INT.HOSPITAL ROOM.DAY
Mary, eighty five lies in the bed, semi concious. She wears an oxygen mask and is attached to a drip machine. Sat around the bed are CHRISTINE, forties, glamorous, pretty, HELEN, fifties, nervous disposition, DEBBIE, pretty, thirties,PAM, overweight, fifties, children's social worker, old fashioned behive type hairstyle and JAY, twenty four, scruffy hair, wearing a mod style suit.
PAM
I think I can hear something. Listen.
CHRISTINE
What is it?
Christine puts her ear to the machines around Mary's bed.
PAM
I can hear it sliding. Oh no.
HELEN
Should we get the nurse?
PAM
Maybe, because something is certainly fading.
CHRISTINE
What?
PAM
The fun level are going down!
CHRISTINE
Moron.
Pam eats a sandwich.
PAM
What about if we play a game?
Silence.
PAM (CONT'D)
There's one I play with the kids called if. I'll give you a hypothetical question and you have to answer it.
(TO JAY)
Okay homi?
JAY
Yeah.
PAM
If you could speak to a...dead celebrity who would it be? Who wants to start?
Silence.
PAM (CONT'D)
I'll go. It's a bit of an obscure one. Elvis Presley.
(LAUGHS)
Yeah, Elvis, crazy isn't it? He had a really good singing voice and was good looking. And, he was also a good performer. Some people called him the king of rock'n'roll.
CHRISTINE
It's mad you know all that stuff. You're not a rock historian, are you?
PAM
No, I just read a lot. I'd say to him it was a pity that he had to die the way he did. Drug addiction is a terrible thing. Not just for the addicts themselves but also for their families.
JAY
Wasn't he also a food addict? I think when he died he was eating like ten sponge cakes a day, wasn't he?
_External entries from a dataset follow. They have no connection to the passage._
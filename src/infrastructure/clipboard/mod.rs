pub mod poller;
pub mod port;

pub use poller::ClipboardPoller;
pub use port::{Clock, ClipboardPort, SystemClipboard, SystemClock};
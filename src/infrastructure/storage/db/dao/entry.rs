use crate::infrastructure::storage::db::models::entry::{DbClipboardEntry, NewClipboardEntry};
use crate::infrastructure::storage::db::schema::clipboard_entries;
use anyhow::{Context, Result};
use diesel::prelude::*;
use diesel::sqlite::SqliteConnection;

/// Insert a clipboard entry and return its generated id.
pub fn insert_entry(conn: &mut SqliteConnection, entry: &NewClipboardEntry) -> Result<i32> {
    let id = diesel::insert_into(clipboard_entries::table)
        .values(entry)
        .returning(clipboard_entries::id)
        .get_result(conn)
        .context("Failed to insert clipboard entry")?;
    Ok(id)
}

/// Look up an entry by its content fingerprint.
pub fn find_by_content_hash(
    conn: &mut SqliteConnection,
    content_hash: &str,
) -> Result<Option<DbClipboardEntry>> {
    let entry = clipboard_entries::table
        .filter(clipboard_entries::content_hash.eq(content_hash))
        .select(DbClipboardEntry::as_select())
        .first(conn)
        .optional()
        .context("Failed to query clipboard entry by content hash")?;
    Ok(entry)
}

/// Bump the last-seen timestamp of an existing entry.
pub fn touch_timestamp(conn: &mut SqliteConnection, id: i32, timestamp: i64) -> Result<()> {
    diesel::update(clipboard_entries::table.find(id))
        .set(clipboard_entries::timestamp.eq(timestamp))
        .execute(conn)
        .context("Failed to update clipboard entry timestamp")?;
    Ok(())
}

/// Query entries newest-first, optionally limited.
pub fn query_entries(
    conn: &mut SqliteConnection,
    limit: Option<i64>,
) -> Result<Vec<DbClipboardEntry>> {
    let mut query = clipboard_entries::table
        .order(clipboard_entries::timestamp.desc())
        .into_boxed();

    if let Some(limit) = limit {
        query = query.limit(limit);
    }

    let entries = query
        .select(DbClipboardEntry::as_select())
        .load(conn)
        .context("Failed to query clipboard entries")?;
    Ok(entries)
}

/// Query a single entry by id.
pub fn get_entry_by_id(conn: &mut SqliteConnection, id: i32) -> Result<Option<DbClipboardEntry>> {
    let entry = clipboard_entries::table
        .find(id)
        .select(DbClipboardEntry::as_select())
        .first(conn)
        .optional()
        .context("Failed to get clipboard entry by id")?;
    Ok(entry)
}

/// Case-insensitive substring search over content and custom name.
pub fn search_entries(conn: &mut SqliteConnection, query: &str) -> Result<Vec<DbClipboardEntry>> {
    let pattern = format!("%{}%", query);
    let entries = clipboard_entries::table
        .filter(
            clipboard_entries::content
                .like(pattern.clone())
                .or(clipboard_entries::custom_name.like(pattern)),
        )
        .order(clipboard_entries::timestamp.desc())
        .select(DbClipboardEntry::as_select())
        .load(conn)
        .context("Failed to search clipboard entries")?;
    Ok(entries)
}

/// Query entries whose last-seen time falls within [start, end], newest first.
pub fn query_entries_by_date_range(
    conn: &mut SqliteConnection,
    start: i64,
    end: i64,
) -> Result<Vec<DbClipboardEntry>> {
    let entries = clipboard_entries::table
        .filter(clipboard_entries::timestamp.ge(start))
        .filter(clipboard_entries::timestamp.le(end))
        .order(clipboard_entries::timestamp.desc())
        .select(DbClipboardEntry::as_select())
        .load(conn)
        .context("Failed to query clipboard entries by date range")?;
    Ok(entries)
}

/// Delete an entry; returns the number of rows removed.
pub fn delete_entry(conn: &mut SqliteConnection, id: i32) -> Result<usize> {
    let count = diesel::delete(clipboard_entries::table.find(id))
        .execute(conn)
        .context("Failed to delete clipboard entry")?;
    Ok(count)
}

/// Delete all entries.
pub fn clear_all_entries(conn: &mut SqliteConnection) -> Result<usize> {
    let count = diesel::delete(clipboard_entries::table)
        .execute(conn)
        .context("Failed to clear clipboard entries")?;
    Ok(count)
}

/// Total number of stored entries.
pub fn get_entry_count(conn: &mut SqliteConnection) -> Result<i64> {
    let count = clipboard_entries::table
        .count()
        .get_result(conn)
        .context("Failed to get clipboard entry count")?;
    Ok(count)
}

/// Set the favorite flag of an entry.
pub fn set_favorite(conn: &mut SqliteConnection, id: i32, is_favorite: bool) -> Result<usize> {
    let count = diesel::update(clipboard_entries::table.find(id))
        .set(clipboard_entries::is_favorite.eq(is_favorite))
        .execute(conn)
        .context("Failed to update favorite flag")?;
    Ok(count)
}

/// Set or clear the custom name of an entry.
pub fn update_custom_name(
    conn: &mut SqliteConnection,
    id: i32,
    custom_name: Option<&str>,
) -> Result<usize> {
    let count = diesel::update(clipboard_entries::table.find(id))
        .set(clipboard_entries::custom_name.eq(custom_name))
        .execute(conn)
        .context("Failed to update custom name")?;
    Ok(count)
}

/// Ids of the `limit` oldest entries that are not favorites.
///
/// Eviction candidates: favorites are never auto-evicted.
pub fn oldest_non_favorite_ids(conn: &mut SqliteConnection, limit: i64) -> Result<Vec<i32>> {
    let ids = clipboard_entries::table
        .filter(clipboard_entries::is_favorite.eq(false))
        .order(clipboard_entries::timestamp.asc())
        .limit(limit)
        .select(clipboard_entries::id)
        .load(conn)
        .context("Failed to query eviction candidates")?;
    Ok(ids)
}

/// Delete the entries with the given ids; returns the number removed.
pub fn delete_entries_by_ids(conn: &mut SqliteConnection, ids: &[i32]) -> Result<usize> {
    let count = diesel::delete(
        clipboard_entries::table.filter(clipboard_entries::id.eq_any(ids.iter().copied())),
    )
    .execute(conn)
    .context("Failed to delete clipboard entries")?;
    Ok(count)
}
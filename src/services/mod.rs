pub mod history;

pub use history::HistoryService;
Jay looks to Pam for a response. Pam looks embarrassed.
Awkward silence.
JAY (CONT'D)
Shall I go now?
PAM
Yes.
JAY
Lewis Carroll, the author of Alice in Wonderland.
CHRISTINE (TO HELEN)
You must admit, he is clever.
JAY
I'd ask him was there any logic to the idea of tangerine trees and marmalade skies. Because, I'll be honest, I actually find some bits of that book quite exetential.
HELEN (IMPRESSED)
Extential.
DEBBIE (JEALOUS)
Me too.
JAY
I'd also ask him if he used to take picture of naked six year olds.
Silence.
JAY (CONT'D)
There was a rumour that-
CHRISTINE
Helen, who's yours?
HELEN
Erm...er...who's dead?
DEBBIE
Thousands of people.
HELEN
Jeremy Beadle.
CHRISTINE
But he wasn't even that big a celebrity.
HELEN
Well, that's why. I get really nervous around famous people.